Bikini Bottom’s story isn’t deep, but for better or worse, it captures most of the show’s nautical nonsense. Spongebob is endlessly enthusiastic, Patrick is clueless, Mr. Krabs is obsessed with money and Squidward is hopelessly depressed. Most of the jokes understandably cater toward younger audiences, and while I never witnessed a fart joke, there were plenty surrounding butts and underwear. There are a few zingers in there that will likely fly over kids’ heads, but the writing and acting tend to make me smile in reminiscence rather than laugh.

Much like any other collectathon, you’ll spend the majority of your time working toward collecting those golden spatulas, with 75 of the total 100 needed to beat the game. There are 10 main areas, all inspired by locations from the show, many of which have their own regional collectables to be exchanged for golden spatulas.

At first, it’s hard not to run into these things. You’ll be rewarded with spatulas for getting to the end of an area or for checking out a side path. But as you near the end of the game, the remaining objectives become increasingly less appealing. The later areas attempt to increase challenge by stuffing levels full of treacherous platforms and robots, but these challenges rarely felt balanced.

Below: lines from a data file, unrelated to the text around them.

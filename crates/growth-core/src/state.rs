//! Persisted per-server simulation state.

use std::collections::BTreeMap;

use chrono::NaiveDateTime;
use serde::{Deserialize, Serialize};

use crate::pattern::GrowthPatternKind;
use crate::records::FileType;
use crate::server::ServerType;

const BYTES_PER_MB: f64 = 1024.0 * 1024.0;

/// Last-known state of one table.
#[derive(Debug, Clone, PartialEq, Serialize, Deserialize)]
pub struct TableState {
    pub table_name: String,
    pub row_count: u64,
    pub size_mb: f64,
    /// Average row width; `size_mb` always follows `row_count * avg_row_bytes`
    pub avg_row_bytes: u64,
    /// Whether a cleanup job touches this table
    pub has_cleanup: bool,
    /// Relative weight of this table in the database's growth
    pub share: f64,
    pub last_cleanup_period: Option<NaiveDateTime>,
}

impl TableState {
    pub fn new(
        table_name: impl Into<String>,
        row_count: u64,
        avg_row_bytes: u64,
        has_cleanup: bool,
        share: f64,
    ) -> Self {
        Self {
            table_name: table_name.into(),
            row_count,
            size_mb: table_size_mb(row_count, avg_row_bytes),
            avg_row_bytes,
            has_cleanup,
            share,
            last_cleanup_period: None,
        }
    }

    /// Set the row count and recompute the size from it.
    pub fn set_rows(&mut self, row_count: u64) {
        self.row_count = row_count;
        self.size_mb = table_size_mb(row_count, self.avg_row_bytes);
    }
}

/// Table size in MB for a row count at the given row width.
pub fn table_size_mb(row_count: u64, avg_row_bytes: u64) -> f64 {
    row_count as f64 * avg_row_bytes as f64 / BYTES_PER_MB
}

/// Last-known state of one database.
#[derive(Debug, Clone, PartialEq, Serialize, Deserialize)]
pub struct DatabaseState {
    pub server_name: String,
    pub database_name: String,
    pub server_type: ServerType,
    pub growth_pattern: GrowthPatternKind,
    /// Data file size the database started with; pattern growth
    /// percentages apply to this, so growth is linear rather than compounding
    pub baseline_data_mb: f64,
    pub data_file_size_mb: f64,
    pub log_file_size_mb: f64,
    pub file_count: u32,
    pub last_period_end: Option<NaiveDateTime>,
    pub cumulative_reads: u64,
    pub cumulative_writes: u64,
    /// Data growth not yet covered by an autogrowth event
    pub data_growth_carry_mb: f64,
    /// Log growth not yet covered by an autogrowth event
    pub log_growth_carry_mb: f64,
    pub tables: BTreeMap<String, TableState>,
}

impl DatabaseState {
    pub fn total_size_mb(&self) -> f64 {
        self.data_file_size_mb + self.log_file_size_mb
    }

    /// Space the tables need; cleanup never shrinks the data file below it.
    pub fn table_floor_mb(&self) -> f64 {
        self.tables.values().map(|t| t.size_mb).sum()
    }

    pub fn file_size_mb(&self, file_type: FileType) -> f64 {
        match file_type {
            FileType::Data => self.data_file_size_mb,
            FileType::Log => self.log_file_size_mb,
        }
    }

    pub fn growth_carry_mb(&self, file_type: FileType) -> f64 {
        match file_type {
            FileType::Data => self.data_growth_carry_mb,
            FileType::Log => self.log_growth_carry_mb,
        }
    }

    pub fn set_growth_carry_mb(&mut self, file_type: FileType, carry_mb: f64) {
        match file_type {
            FileType::Data => self.data_growth_carry_mb = carry_mb,
            FileType::Log => self.log_growth_carry_mb = carry_mb,
        }
    }
}

/// All databases of one server, keyed by database name.
#[derive(Debug, Clone, Default, PartialEq, Serialize, Deserialize)]
#[serde(transparent)]
pub struct ServerState {
    pub databases: BTreeMap<String, DatabaseState>,
}

impl ServerState {
    pub fn get(&self, database_name: &str) -> Option<&DatabaseState> {
        self.databases.get(database_name)
    }

    pub fn insert(&mut self, state: DatabaseState) {
        self.databases.insert(state.database_name.clone(), state);
    }

    pub fn len(&self) -> usize {
        self.databases.len()
    }

    pub fn is_empty(&self) -> bool {
        self.databases.is_empty()
    }

    /// End of the last simulated period; databases advance in lockstep, so
    /// this is the latest end recorded by any of them.
    pub fn last_period_end(&self) -> Option<NaiveDateTime> {
        self.databases
            .values()
            .filter_map(|db| db.last_period_end)
            .max()
    }

    pub fn table_count(&self) -> usize {
        self.databases.values().map(|db| db.tables.len()).sum()
    }
}

#[cfg(test)]
mod tests {
    use super::*;
    use chrono::NaiveDate;

    fn database(name: &str, end: Option<NaiveDateTime>) -> DatabaseState {
        let mut tables = BTreeMap::new();
        tables.insert(
            "Table_01".to_string(),
            TableState::new("Table_01", 1024 * 1024, 256, true, 1.0),
        );
        DatabaseState {
            server_name: "Server1".to_string(),
            database_name: name.to_string(),
            server_type: ServerType::OltpProduction,
            growth_pattern: GrowthPatternKind::Stable,
            baseline_data_mb: 10_000.0,
            data_file_size_mb: 10_000.0,
            log_file_size_mb: 2_500.0,
            file_count: 2,
            last_period_end: end,
            cumulative_reads: 0,
            cumulative_writes: 0,
            data_growth_carry_mb: 12.0,
            log_growth_carry_mb: 3.0,
            tables,
        }
    }

    #[test]
    fn test_table_size_follows_rows() {
        let mut table = TableState::new("Table_01", 4096, 256, false, 1.0);
        assert_eq!(table.size_mb, 1.0);
        table.set_rows(8192);
        assert_eq!(table.size_mb, 2.0);
    }

    #[test]
    fn test_database_accessors() {
        let mut db = database("Orders_DB", None);
        assert_eq!(db.total_size_mb(), 12_500.0);
        assert_eq!(db.table_floor_mb(), 256.0);
        assert_eq!(db.growth_carry_mb(FileType::Log), 3.0);
        db.set_growth_carry_mb(FileType::Data, 0.5);
        assert_eq!(db.data_growth_carry_mb, 0.5);
    }

    #[test]
    fn test_server_state_serializes_as_map() {
        let end = NaiveDate::from_ymd_opt(2025, 5, 1)
            .unwrap()
            .and_hms_opt(18, 0, 0)
            .unwrap();
        let mut state = ServerState::default();
        state.insert(database("Orders_DB", Some(end)));

        let json = serde_json::to_value(&state).unwrap();
        assert_eq!(
            json["Orders_DB"]["last_period_end"],
            "2025-05-01T18:00:00"
        );
        assert_eq!(state.last_period_end(), Some(end));

        let parsed: ServerState = serde_json::from_value(json).unwrap();
        assert_eq!(parsed, state);
    }
}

For example, one of the later worlds, “Spongebob’s Dream,” has an opening challenge where you jump up a series of escalating blocks. I’ll fully admit that I’m not the best at platformers, but at the very least, this challenge should have been the easiest thing in the level, with everything after it expanding on it in new and different ways. Instead, I spent upwards of half an hour trying and failing this one block segment, and after finally clearing it, nothing else in the level came close to that level of challenge.

It seems as if the developers tried to make a balanced platforming game, but due to slippery controls and wonky environments, simple maneuvers become maddening trials, while many of the game’s bosses barely pose a challenge. Rather than take the time to rework these elements and fulfill the vision the developers originally had, Purple Lamp seems to have updated the visuals and called it a day. The game looks so much better, but plays just the same.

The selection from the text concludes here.